The Applicant is expected to provide evidence of the circumstances. The Guidance suggests providing a letter setting out the details of the circumstances, along with supporting evidence. The following examples of the type of evidence expected are given:

  • medical certificates or medical records that show:
  • the applicant (or their dependent and/or child dependent) were unable to return to the UK due to factors such as ill health affecting themselves or family members
  • urgent need to seek medical care from overseas services
  • a medical appointment for the applicant that wasn’t planned before leaving the UK and/or regularly taken overseas
  • medical certificates or medical records attesting to life-threatening illness of a close family member
  • evidence of the role the applicant has played as a carer to a close family member with a life-threatening or serious illness
  • birth or death certificates

Permitted Absences for Research Linked to Work – Skilled Workers

If you have a Skilled Worker visa and you were absent in order to carry out research linked to your work, this will constitute a permitted absence if the absence was approved by your sponsor and you were sponsored for a job in one of the following SOC 2020 occupation codes (as listed at paragraph C.2.3 of Appendix Continuous Residence at the time of writing):

  • 2111 Chemical scientists
  • 2112 Biological scientists
  • 2113 Biochemists and biomedical scientists
  • 2114 Physical scientists
  • 2115 Social and humanities scientists
  • 2119 Natural and social science professionals not elsewhere classified
  • 2161 Research and development (R&D) managers
  • 2162 Other researchers, unspecified discipline
  • 2311 Higher education teaching professionals.

If you do not know your job’s occupation code, you should check your Certificate of Sponsorship. 

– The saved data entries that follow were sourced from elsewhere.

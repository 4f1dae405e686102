//! Access Control Module
//!
//! FlashStack has a single admin. Every privileged operation checks the
//! caller against the current admin at its own entry point; nothing is
//! inherited from an earlier check. A failed check reports only
//! `UNAUTHORIZED`.
//!
//! The receiver whitelist also lives here: it decides which receivers may
//! be handed flash-minted funds at all.

use borsh::{BorshDeserialize, BorshSerialize};
use serde::{Deserialize, Serialize};

use crate::{
    check,
    config::ProtocolConfig,
    errors::{FlashStackError, FlashStackResult},
    types::Principal,
    BTreeSet,
};

// ============================================================================
// Admin Gate
// ============================================================================

/// Fail with `UNAUTHORIZED` unless `caller` is the current admin
pub fn require_admin(config: &ProtocolConfig, caller: &Principal) -> FlashStackResult<()> {
    check!(*caller == config.admin, FlashStackError::Unauthorized);
    Ok(())
}

/// Check if `caller` is the current admin
pub fn is_admin(config: &ProtocolConfig, caller: &Principal) -> bool {
    *caller == config.admin
}

// ============================================================================
// Receiver Whitelist
// ============================================================================

/// Set of receivers eligible for flash loans
#[derive(Debug, Clone, Default, PartialEq, Eq, Serialize, Deserialize, BorshSerialize, BorshDeserialize)]
pub struct ReceiverWhitelist {
    receivers: BTreeSet<Principal>,
}

impl ReceiverWhitelist {
    pub fn new() -> Self {
        Self::default()
    }

    pub fn is_approved(&self, receiver: &Principal) -> bool {
        self.receivers.contains(receiver)
    }

    /// Add a receiver. Returns true if membership changed.
    pub fn approve(&mut self, receiver: Principal) -> bool {
        self.receivers.insert(receiver)
    }

    /// Remove a receiver. Returns true if membership changed.
    pub fn remove(&mut self, receiver: &Principal) -> bool {
        self.receivers.remove(receiver)
    }

    pub fn len(&self) -> usize {
        self.receivers.len()
    }

    pub fn is_empty(&self) -> bool {
        self.receivers.is_empty()
    }

    pub fn iter(&self) -> impl Iterator<Item = &Principal> {
        self.receivers.iter()
    }
}

/// Fail with `RECEIVER_NOT_APPROVED` unless `receiver` is whitelisted
pub fn require_approved_receiver(config: &ProtocolConfig, receiver: &Principal) -> FlashStackResult<()> {
    check!(
        config.approved_receivers.is_approved(receiver),
        FlashStackError::ReceiverNotApproved { receiver: *receiver }
    );
    Ok(())
}

// ============================================================================
// Tests
// ============================================================================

The Home Office Guidance suggests you should provide a letter from your sponsor agreeing to the absence for this purpose and confirming the start and end dates of the absence. The Guidance also suggests that you should provide payslips or bank statements covering the period of absence to show that you remained employed during the period. 

Permitted Absences for Research Linked to Work – Skilled Workers

If you are on a Global Talent visa and were absent for research purposes, this constitutes a permitted absence if your visa was based on endorsement by The Royal Society, The British Academy, The Royal Academy of Engineering, or UKRI. If you qualified for a Global Talent visa because you were awarded a prize listed in table 6 of Appendix Global Talent: Prestigious Prizes, an absence for research purposes will also constitute a permitted absence. The Home Office Guidance suggests that if you qualified for a Global Talent visa based on one of these options and state that an absence was for research purposes, this will be accepted without requiring further documentation. 

Applicants Under Appendix Settlement Family Life

An application can be made under Appendix Settlement Family Life by those who have permission to stay as a partner or parent under Appendix FM and are on the ten year route to settlement. Appendix Continuous Residence contains a fairly broad exception for applicants on this route. Absences are permitted and will not count towards the relevant to the 180-day (or 184-day and 548-day) limits if they were for ‘work, study or supporting family overseas, so long as the family have throughout the period of absence maintained a family life in the UK and the UK remained their place of permanent residence’. 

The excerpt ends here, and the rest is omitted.